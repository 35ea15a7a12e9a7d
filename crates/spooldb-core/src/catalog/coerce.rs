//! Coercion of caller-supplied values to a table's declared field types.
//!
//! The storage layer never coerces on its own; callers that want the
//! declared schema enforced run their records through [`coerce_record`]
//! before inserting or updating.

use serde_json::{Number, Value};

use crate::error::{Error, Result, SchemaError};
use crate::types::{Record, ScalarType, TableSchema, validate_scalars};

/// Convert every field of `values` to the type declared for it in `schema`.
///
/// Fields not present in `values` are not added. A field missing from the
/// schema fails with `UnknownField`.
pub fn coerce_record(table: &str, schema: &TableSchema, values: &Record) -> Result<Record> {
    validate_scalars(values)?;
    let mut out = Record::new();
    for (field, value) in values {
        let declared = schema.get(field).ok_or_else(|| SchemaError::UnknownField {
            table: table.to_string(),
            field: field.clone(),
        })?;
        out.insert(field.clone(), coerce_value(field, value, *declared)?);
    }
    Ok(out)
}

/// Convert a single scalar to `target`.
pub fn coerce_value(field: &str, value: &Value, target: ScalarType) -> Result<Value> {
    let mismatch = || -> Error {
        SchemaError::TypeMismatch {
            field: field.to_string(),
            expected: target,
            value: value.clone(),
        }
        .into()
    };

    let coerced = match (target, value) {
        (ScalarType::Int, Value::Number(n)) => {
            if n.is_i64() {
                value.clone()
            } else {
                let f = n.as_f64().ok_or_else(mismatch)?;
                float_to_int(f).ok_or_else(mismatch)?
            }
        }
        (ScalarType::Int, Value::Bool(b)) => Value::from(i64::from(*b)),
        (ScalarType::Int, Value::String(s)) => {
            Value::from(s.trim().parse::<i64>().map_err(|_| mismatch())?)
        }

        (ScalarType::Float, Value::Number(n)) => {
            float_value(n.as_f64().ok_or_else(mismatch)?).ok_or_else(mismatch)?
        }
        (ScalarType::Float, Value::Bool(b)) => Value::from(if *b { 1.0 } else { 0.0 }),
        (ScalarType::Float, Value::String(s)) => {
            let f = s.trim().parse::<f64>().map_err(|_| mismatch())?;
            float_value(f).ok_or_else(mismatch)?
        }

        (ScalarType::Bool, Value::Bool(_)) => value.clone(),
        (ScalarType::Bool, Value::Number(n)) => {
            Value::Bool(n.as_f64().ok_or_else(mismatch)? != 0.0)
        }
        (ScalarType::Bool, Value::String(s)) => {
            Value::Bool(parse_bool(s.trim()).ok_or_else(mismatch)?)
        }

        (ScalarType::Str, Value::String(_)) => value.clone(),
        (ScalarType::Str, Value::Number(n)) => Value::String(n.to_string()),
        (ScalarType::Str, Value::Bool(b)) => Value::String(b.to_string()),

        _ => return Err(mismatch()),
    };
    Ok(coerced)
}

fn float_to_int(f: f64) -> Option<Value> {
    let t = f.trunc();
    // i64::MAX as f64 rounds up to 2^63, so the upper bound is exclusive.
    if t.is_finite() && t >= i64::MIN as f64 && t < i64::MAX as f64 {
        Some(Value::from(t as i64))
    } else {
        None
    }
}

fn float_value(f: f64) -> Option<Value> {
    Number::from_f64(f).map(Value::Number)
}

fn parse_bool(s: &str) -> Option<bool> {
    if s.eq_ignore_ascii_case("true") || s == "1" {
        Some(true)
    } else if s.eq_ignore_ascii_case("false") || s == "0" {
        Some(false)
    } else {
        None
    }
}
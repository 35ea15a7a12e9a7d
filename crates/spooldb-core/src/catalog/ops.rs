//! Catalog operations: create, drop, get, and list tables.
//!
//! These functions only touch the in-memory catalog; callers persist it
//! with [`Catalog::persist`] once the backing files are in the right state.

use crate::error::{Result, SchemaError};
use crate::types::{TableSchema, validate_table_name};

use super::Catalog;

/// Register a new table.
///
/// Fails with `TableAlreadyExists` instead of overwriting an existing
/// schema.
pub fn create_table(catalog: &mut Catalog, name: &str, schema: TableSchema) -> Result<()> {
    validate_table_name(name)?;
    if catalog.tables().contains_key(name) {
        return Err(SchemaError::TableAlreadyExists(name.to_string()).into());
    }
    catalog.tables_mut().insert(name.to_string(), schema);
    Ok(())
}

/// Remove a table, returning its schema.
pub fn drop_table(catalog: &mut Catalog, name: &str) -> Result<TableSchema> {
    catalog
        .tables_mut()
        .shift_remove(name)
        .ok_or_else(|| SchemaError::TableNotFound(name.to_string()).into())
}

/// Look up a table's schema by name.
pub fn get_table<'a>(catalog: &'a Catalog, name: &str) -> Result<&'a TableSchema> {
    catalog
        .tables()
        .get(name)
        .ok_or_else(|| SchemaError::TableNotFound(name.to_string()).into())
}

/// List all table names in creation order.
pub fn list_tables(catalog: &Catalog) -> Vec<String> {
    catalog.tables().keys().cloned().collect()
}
+++
REQUIRED WORK →
Every record above should be copied exactly.

OUTPUT OF THE TASK →
repository 35ea15a7a12e9a7d
filename crates/spooldb-core/src/catalog/coerce.rs
//! Coercion of caller-supplied values to a table's declared field types.
//!
//! The storage layer never coerces on its own; callers that want the
//! declared schema enforced run their records through [`coerce_record`]
//! before inserting or updating.

use serde_json::{Number, Value};

use crate::error::{Error, Result, SchemaError};
use crate::types::{Record, ScalarType, TableSchema, validate_scalars};

/// Convert every field of `values` to the type declared for it in `schema`.
///
/// Fields not present in `values` are not added. A field missing from the
/// schema fails with `UnknownField`.
pub fn coerce_record(table: &str, schema: &TableSchema, values: &Record) -> Result<Record> {
    validate_scalars(values)?;
    let mut out = Record::new();
    for (field, value) in values {
        let declared = schema.get(field).ok_or_else(|| SchemaError::UnknownField {
            table: table.to_string(),
            field: field.clone(),
        })?;
        out.insert(field.clone(), coerce_value(field, value, *declared)?);
    }
    Ok(out)
}

/// Convert a single scalar to `target`.
pub fn coerce_value(field: &str, value: &Value, target: ScalarType) -> Result<Value> {
    let mismatch = || -> Error {
        SchemaError::TypeMismatch {
            field: field.to_string(),
            expected: target,
            value: value.clone(),
        }
        .into()
    };

    let coerced = match (target, value) {
        (ScalarType::Int, Value::Number(n)) => {
            if n.is_i64() {
                value.clone()
            } else {
                let f = n.as_f64().ok_or_else(mismatch)?;
                float_to_int(f).ok_or_else(mismatch)?
            }
        }
        (ScalarType::Int, Value::Bool(b)) => Value::from(i64::from(*b)),
        (ScalarType::Int, Value::String(s)) => {
            Value::from(s.trim().parse::<i64>().map_err(|_| mismatch())?)
        }

        (ScalarType::Float, Value::Number(n)) => {
            float_value(n.as_f64().ok_or_else(mismatch)?).ok_or_else(mismatch)?
        }
        (ScalarType::Float, Value::Bool(b)) => Value::from(if *b { 1.0 } else { 0.0 }),
        (ScalarType::Float, Value::String(s)) => {
            let f = s.trim().parse::<f64>().map_err(|_| mismatch())?;
            float_value(f).ok_or_else(mismatch)?
        }

        (ScalarType::Bool, Value::Bool(_)) => value.clone(),
        (ScalarType::Bool, Value::Number(n)) => {
            Value::Bool(n.as_f64().ok_or_else(mismatch)? != 0.0)
        }
        (ScalarType::Bool, Value::String(s)) => {
            Value::Bool(parse_bool(s.trim()).ok_or_else(mismatch)?)
        }

        (ScalarType::Str, Value::String(_)) => value.clone(),
        (ScalarType::Str, Value::Number(n)) => Value::String(n.to_string()),
        (ScalarType::Str, Value::Bool(b)) => Value::String(b.to_string()),

        _ => return Err(mismatch()),
    };
    Ok(coerced)
}

fn float_to_int(f: f64) -> Option<Value> {
    let t = f.trunc();
    // i64::MAX as f64 rounds up to 2^63, so the upper bound is exclusive.
    if t.is_finite() && t >= i64::MIN as f64 && t < i64::MAX as f64 {
        Some(Value::from(t as i64))
    } else {
        None
    }
}

fn float_value(f: f64) -> Option<Value> {
    Number::from_f64(f).map(Value::Number)
}

fn parse_bool(s: &str) -> Option<bool> {
    if s.eq_ignore_ascii_case("true") || s == "1" {
        Some(true)
    } else if s.eq_ignore_ascii_case("false") || s == "0" {
        Some(false)
    } else {
        None
    }
}
repository 35ea15a7a12e9a7d
filename crates/spooldb-core/src/catalog/ops.rs
//! Catalog operations: create, drop, get, and list tables.
//!
//! These functions only touch the in-memory catalog; callers persist it
//! with [`Catalog::persist`] once the backing files are in the right state.

use crate::error::{Result, SchemaError};
use crate::types::{TableSchema, validate_table_name};

use super::Catalog;

/// Register a new table.
///
/// Fails with `TableAlreadyExists` instead of overwriting an existing
/// schema.
pub fn create_table(catalog: &mut Catalog, name: &str, schema: TableSchema) -> Result<()> {
    validate_table_name(name)?;
    if catalog.tables().contains_key(name) {
        return Err(SchemaError::TableAlreadyExists(name.to_string()).into());
    }
    catalog.tables_mut().insert(name.to_string(), schema);
    Ok(())
}

/// Remove a table, returning its schema.
pub fn drop_table(catalog: &mut Catalog, name: &str) -> Result<TableSchema> {
    catalog
        .tables_mut()
        .shift_remove(name)
        .ok_or_else(|| SchemaError::TableNotFound(name.to_string()).into())
}

/// Look up a table's schema by name.
pub fn get_table<'a>(catalog: &'a Catalog, name: &str) -> Result<&'a TableSchema> {
    catalog
        .tables()
        .get(name)
        .ok_or_else(|| SchemaError::TableNotFound(name.to_string()).into())
}

/// List all table names in creation order.
pub fn list_tables(catalog: &Catalog) -> Vec<String> {
    catalog.tables().keys().cloned().collect()
}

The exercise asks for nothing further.